3Dプリントは今ある部品の置き換えに留まらない

 一方、3Dプリントに対しGEは、2020年に10万点以上の部品を対象に金型から3Dプリントに切り替えることを目標に、投資しテクノロジーの開発を進めている。そこで使われる3Dプリントでは、「Additive Manufacturing(付加製造)」と呼ばれる金属素材を使った積層造形技術によってパーツを製造するテクノロジーを利用する。

 Additive Manufacturingでは、1つまたは複数のレーザー光線を用いて、非常に細かな金属粉を1インチあたり1250もの層に重ねながら結合させることで、必要な形状を造り上げる。レーザーの代わりに電子ビームを用いれば、高強度で扱いが難しいチタン合金のような素材も積層造形に適用できるという。これまでの金属を削って部品を作る製造方法とは対照的だ。

 このテクノロジーをGEは着実に進歩させており、すでに直径1メートルのモノを直接プリントできる装置も発表している。2020年には、10億ドルの収入を3Dプリントの部品から得られるとしている。

 Additive Manufacturingの技術が適切なコストで実用化されれば、部品の在庫や輸送の仕組みは大きく変わる。部品を使用する場所に3Dプリンターがあれば在庫は不要になる。部品を輸送するのではなく、3Dデータを送信すれば、必要な場所でプリントできることになる。

 3Dプリントのメリットは、在庫や輸送に留まらない。2013年から18カ月かけて実施した、機械の50%を3Dプリントによって作成するというプロジェクトでは、機械の構成部品を元々の900から16にまで減らせた。結果、その機械は40%軽くなり、60%安価になったという。

 このように3Dプリントは、製造、部品調達、在庫のプロセスを変革するとともに、性能や品質の向上、組み立て工程の大幅な削減といった部品自身の変革を生み出せる。3Dプリントを前提とした設計方法と設計スキルにも大きな影響を与える。

アプリケーション開発のためのプラットフォームが必要に

 デジタルツインと3Dプリントを例に、デジタルテクノロジーによる設計や開発、製造、運用へのインパクトを考えてきた。これらのデジタルパワーを迅速に実現するためには、開発のためのツールやプラットフォームが必要になる。GEは、インダストリーアプリケーションを開発・実行するためのプラットフォームとして「PREDIX」を開発し、他社にも提供している。

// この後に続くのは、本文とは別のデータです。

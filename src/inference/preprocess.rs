//! Image Preprocessing Module
//!
//! Turns arbitrary input images into the fixed `[1, 224, 224, 3]` tensor the
//! classifier was trained on:
//!
//! 1. decode, then convert any color mode (grayscale, RGBA, palette, 16-bit)
//!    to 8-bit RGB *before* resizing
//! 2. bilinear resize to 224x224 with half-pixel centres and no
//!    antialiasing, computed in floating point (the training pipeline used
//!    `tf.image.resize`; a different kernel silently shifts the input
//!    distribution)
//! 3. divide by 255 so every value lies in [0, 1]
//!
//! Layout is NHWC, row-major. The whole transform is deterministic.

use std::path::Path;

use image::{DynamicImage, RgbImage};

use crate::utils::error::{PlantDocError, Result};

/// Spatial size expected by the classifier
pub const IMAGE_SIZE: usize = 224;

/// Color channels expected by the classifier
pub const CHANNELS: usize = 3;

/// Full input shape: batch, height, width, channels
pub const INPUT_SHAPE: [usize; 4] = [1, IMAGE_SIZE, IMAGE_SIZE, CHANNELS];

/// A normalized image batch in NHWC layout
#[derive(Debug, Clone, PartialEq)]
pub struct InputTensor {
    data: Vec<f32>,
    shape: [usize; 4],
}

impl InputTensor {
    /// Wrap raw values, checking they fill the shape exactly
    pub fn from_vec(data: Vec<f32>, shape: [usize; 4]) -> Result<Self> {
        let expected: usize = shape.iter().product();
        if data.len() != expected {
            return Err(PlantDocError::Inference(format!(
                "tensor data has {} values but shape {:?} needs {}",
                data.len(),
                shape,
                expected
            )));
        }
        Ok(Self { data, shape })
    }

    /// All-zero input of the classifier's shape (used for startup probes)
    pub fn zeros() -> Self {
        Self {
            data: vec![0.0; INPUT_SHAPE.iter().product()],
            shape: INPUT_SHAPE,
        }
    }

    pub fn shape(&self) -> [usize; 4] {
        self.shape
    }

    pub fn as_slice(&self) -> &[f32] {
        &self.data
    }

    pub fn into_vec(self) -> Vec<f32> {
        self.data
    }

    /// Value at (batch, row, column, channel)
    pub fn get(&self, n: usize, y: usize, x: usize, c: usize) -> Option<f32> {
        let [batch, height, width, channels] = self.shape;
        if n >= batch || y >= height || x >= width || c >= channels {
            return None;
        }
        let offset = ((n * height + y) * width + x) * channels + c;
        self.data.get(offset).copied()
    }
}

/// Converts input images into classifier-ready tensors
#[derive(Debug, Clone, Copy, Default)]
pub struct ImagePreprocessor;

impl ImagePreprocessor {
    pub fn new() -> Self {
        Self
    }

    /// Expected output shape
    pub fn output_shape(&self) -> [usize; 4] {
        INPUT_SHAPE
    }

    /// Decode encoded image bytes (PNG, JPEG, ...) and normalize them
    pub fn normalize_bytes(&self, bytes: &[u8]) -> Result<InputTensor> {
        if bytes.is_empty() {
            return Err(PlantDocError::InvalidImage("empty input".to_string()));
        }
        let image = image::load_from_memory(bytes)?;
        self.normalize(&image)
    }

    /// Load an image from disk and normalize it
    pub fn normalize_file(&self, path: &Path) -> Result<InputTensor> {
        let image = image::open(path).map_err(|e| {
            PlantDocError::InvalidImage(format!("failed to load {}: {}", path.display(), e))
        })?;
        self.normalize(&image)
    }

    /// Normalize an already decoded image
    pub fn normalize(&self, image: &DynamicImage) -> Result<InputTensor> {
        if image.width() == 0 || image.height() == 0 {
            return Err(PlantDocError::InvalidImage(format!(
                "image has zero size ({}x{})",
                image.width(),
                image.height()
            )));
        }

        // Color conversion first so the channel count is fixed before resizing
        let rgb = image.to_rgb8();
        let mut data = resize_bilinear(&rgb, IMAGE_SIZE, IMAGE_SIZE);
        for value in &mut data {
            *value /= 255.0;
        }

        InputTensor::from_vec(data, INPUT_SHAPE)
    }
}

/// Source sampling position for one output coordinate
#[derive(Debug, Clone, Copy)]
struct Sample {
    lower: usize,
    upper: usize,
    lerp: f32,
}

fn sample_positions(in_size: usize, out_size: usize) -> Vec<Sample> {
    let scale = in_size as f32 / out_size as f32;
    let last = in_size - 1;

    (0..out_size)
        .map(|i| {
            let src = (i as f32 + 0.5) * scale - 0.5;
            let floor = src.floor();
            Sample {
                lower: (floor.max(0.0) as usize).min(last),
                upper: (src.ceil().max(0.0) as usize).min(last),
                lerp: src - floor,
            }
        })
        .collect()
}

/// Bilinear resize to NHWC floats in the 0..=255 range
fn resize_bilinear(src: &RgbImage, out_width: usize, out_height: usize) -> Vec<f32> {
    let in_width = src.width() as usize;
    let raw = src.as_raw();

    let xs = sample_positions(in_width, out_width);
    let ys = sample_positions(src.height() as usize, out_height);

    let pixel =
        |row: usize, col: usize, c: usize| raw[(row * in_width + col) * CHANNELS + c] as f32;

    let mut out = Vec::with_capacity(out_width * out_height * CHANNELS);
    for y in &ys {
        for x in &xs {
            for c in 0..CHANNELS {
                let top_left = pixel(y.lower, x.lower, c);
                let top_right = pixel(y.lower, x.upper, c);
                let bottom_left = pixel(y.upper, x.lower, c);
                let bottom_right = pixel(y.upper, x.upper, c);

                let top = top_left + (top_right - top_left) * x.lerp;
                let bottom = bottom_left + (bottom_right - bottom_left) * x.lerp;
                out.push(top + (bottom - top) * y.lerp);
            }
        }
    }

    out
}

 PREDIXは、クラウドサービスのPaaS(Platform as a Service)に相当する。製品や製造機械をインテリジェント資産とするための接続機能や、アナリティック機械学習、デジタルツイン、セキュリティ機能を提供し、インダストリーアプリケーションの開発や運用を支援する。迅速な応答を実現し大量のデータ転送を防ぐため、機能をエッジや機器上で稼働させるエッジコンピューティングの機能も持つ。

 このように、デジタルツインや3Dプリントの展開と同時にプラットフォーム化を進めることによって、コストやスピードという効果だけでなく、経験によるエラー原因の削減、ベストプラクティスの共有・展開、将来への継続活用といった効果も期待できる。

 製造業では、今回取り上げた内容以外にも、製造機械やロボットのAIによるインテリジェント化や協調・連動、顧客とのデマンドチェーンの構築、製造のサプライチェーンの最適化など、さまざまな試みが世界各地で進んでいる。それらは、GEの例のように、さまざまな部分に変革を起こす。

 冒頭の図1に示したように、デジタルによって自らの製品そのものと、開発・製造をどう変えていくかを検討しなければ、大きなチャンスを逃すだけでなく、競争力を失っていくことになる。

大和敏彦(やまと・としひこ)

 ITi(アイティアイ)代表取締役。慶應義塾大学工学部管理工学科卒後、日本NCRではメインフレームのオペレーティングシステム開発を、日本IBMではPCとノートPC「Thinkpad」の開発および戦略コンサルタントをそれぞれ担当。シスコシステムズ入社後は、CTOとしてエンジニアリング組織を立ち上げ、日本でのインターネットビデオやIP電話、新幹線等の列車内インターネットの立ち上げを牽引し、日本の代表的な企業とのアライアンスおよび共同開発を推進した。

 その後、ブロードバンドタワー社長として、データセンタービジネスを、ZTEジャパン副社長としてモバイルビジネスを経験。2013年4月から現職。大手製造業に対し事業戦略や新規事業戦略策定に関するコンサルティングを、ベンチャー企業や外国企業に対してはビジネス展開支援を提供している。日本ネットワークセキュリティ協会副会長、VoIP推進協議会会長代理、総務省や経済産業省の各種委員会委員、ASPIC常務理事を歴任。現在、日本クラウドセキュリティアライアンス副会長。